Tokyo Cement Group has reported a turnover of Rs. 14,523 million for the third quarter ending December 31, 2025, compared to Rs. 11,639 million in the same period the previous year. The profit after tax was Rs. 332 million, down from Rs. 1,006 million in the corresponding period last year.
This 25% increase in turnover is attributed to substantial volume growth that exceeded industry expectations, confirming a positive outlook for the year. However, the decline in profitability is due to several factors, including a reduction in selling price, rising raw material costs, currency depreciation, and the impact of capital expenditures from expansion projects in Trincomalee. Additionally, the acquisition of a vessel for coastal shipments has impacted profits. These strategic investments are expected to enhance operational efficiency and support long-term profitability.
The Economic Environment
Construction activities showed strong momentum during the quarter, as reflected in the Sri Lanka Purchasing Managers’ Index (PMI – Construction), which peaked in September and remained high through October 2025. A stable pricing environment facilitated a steady increase in construction activities, driven by hospitality, housing, and large- and medium-scale condominium projects, as well as regional infrastructure developments.

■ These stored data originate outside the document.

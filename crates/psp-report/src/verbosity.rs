use std::fmt;

use crate::error::ReportError;

/// How much of the Section → Rule → Problem tree a text report shows.
///
/// | level | sections | rules |
/// |---|---|---|
/// | 0 | none | none |
/// | 1 | with problems | none |
/// | 2 | with problems | with problems, including problem lines |
/// | 3 | all | all |
///
/// The closing verdict and totals line is printed at every level.
#[derive(Debug, Clone, Copy, PartialEq, Eq, PartialOrd, Ord)]
pub struct Verbosity(u8);

impl Verbosity {
    pub const SUMMARY: Verbosity = Verbosity(0);
    pub const SECTIONS: Verbosity = Verbosity(1);
    pub const PROBLEMS: Verbosity = Verbosity(2);
    pub const FULL: Verbosity = Verbosity(3);

    pub fn level(self) -> u8 {
        self.0
    }

    pub(crate) fn shows_section(self, has_problems: bool) -> bool {
        match self.0 {
            0 => false,
            1 | 2 => has_problems,
            _ => true,
        }
    }

    pub(crate) fn shows_rule(self, has_problems: bool) -> bool {
        match self.0 {
            0 | 1 => false,
            2 => has_problems,
            _ => true,
        }
    }
}

impl Default for Verbosity {
    fn default() -> Self {
        Self::PROBLEMS
    }
}

impl TryFrom<u8> for Verbosity {
    type Error = ReportError;

    fn try_from(value: u8) -> Result<Self, Self::Error> {
        if value <= Self::FULL.0 {
            Ok(Self(value))
        } else {
            Err(ReportError::InvalidVerbosity { value })
        }
    }
}

impl fmt::Display for Verbosity {
    fn fmt(&self, f: &mut fmt::Formatter<'_>) -> fmt::Result {
        write!(f, "{}", self.0)
    }
}

#[cfg(test)]
mod tests {
    use super::*;

    #[test]
    fn levels_select_sections_and_rules() {
        assert!(!Verbosity::SUMMARY.shows_section(true));
        assert!(Verbosity::SECTIONS.shows_section(true));
        assert!(!Verbosity::SECTIONS.shows_rule(true));
        assert!(Verbosity::PROBLEMS.shows_rule(true));
        assert!(!Verbosity::PROBLEMS.shows_section(false));
        assert!(Verbosity::FULL.shows_section(false));
        assert!(Verbosity::FULL.shows_rule(false));
    }

    #[test]
    fn out_of_range_is_rejected() {
        assert_eq!(Verbosity::try_from(3).ok(), Some(Verbosity::FULL));
        assert!(matches!(
            Verbosity::try_from(4),
            Err(ReportError::InvalidVerbosity { value: 4 })
        ));
    }
}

However, this positive trend was interrupted by Cyclone Ditwah, which caused extensive flooding and landslides, resulting in significant loss of life and property. The Global Rapid Post-Disaster Damage Estimation (GRADE) report by the World Bank estimated the direct physical damage to buildings, agriculture, and infrastructure at USD 4.1 billion.
The industry experienced a slowdown in the aftermath of the cyclone, continuing through December due to disruptions and the holiday season. The government, with local and international support, has launched a comprehensive reconstruction and compensation program, including a Rapid Financing Instrument (RFI) from the International Monetary Fund (IMF) and the World Bank for post-Ditwah recovery efforts.
Despite a 6% depreciation of the Rupee against the Dollar, fiscal performance remained strong, bolstered by improved revenue collection and robust inflows from tourism and worker remittances. Export earnings reached USD 12.99 billion from January to September 2025, marking a 7% year-on-year increase, while remittances rose by 20.7% year-on-year to USD 7.19 billion from January to November. The primary fiscal balance and external current account surpluses continued to show macroeconomic stability despite the cyclone’s impact.
Outlook
Several multilateral lending agencies and local investment analysts have noted the strong performance of key fiscal indicators, supported by the robust twin surpluses. The continuation of low interest rates, stable currency, and subdued inflation over the medium- to long-term is expected to provide a conducive environment for sustained economic growth.
The construction industry typically experiences its peak performance in the January to March period (4th Quarter). Current industry statistics suggest a positive outlook for the next three months, supported by the initiation of several new development projects in the new year and further encouraged by post-cyclone reconstruction efforts.
The government has allocated LKR 1.38 trillion for capital expenditure in the 2026 Budget, covering major infrastructure projects such as highways, road networks, irrigation, energy, and local infrastructure. Key state-sector projects, including the World Bank-funded Kandy Multimodal Transport Terminal (KMTT) Development Project and the Japanese-funded Kadawatha-Meerigama section of the Central Expressway, are expected to boost industry momentum.
Additionally, the awarding of the BIA Airport Development Project Phase II contract, funded by the Japan International Cooperation Agency (JICA), is anticipated to significantly increase demand within the year. A substantial portion of the LKR 500 billion supplementary allocation for post-cyclone rebuilding is expected to be directed towards reconstructing housing, transport networks, schools, and other critical infrastructure, providing further stimulus to construction activity and demand for cement and concrete.
Tokyo Cement remains optimistic about the short- to medium-term outlook and confident in the country’s economic fundamentals. The Group’s investments in capacity enhancements position it to capitalize on the anticipated growth in demand resulting from renewed development activity. By maintaining its disciplined cost management approach, Tokyo Cement Group is committed to safeguarding stakeholder value and actively supporting the nation’s economic resurgence.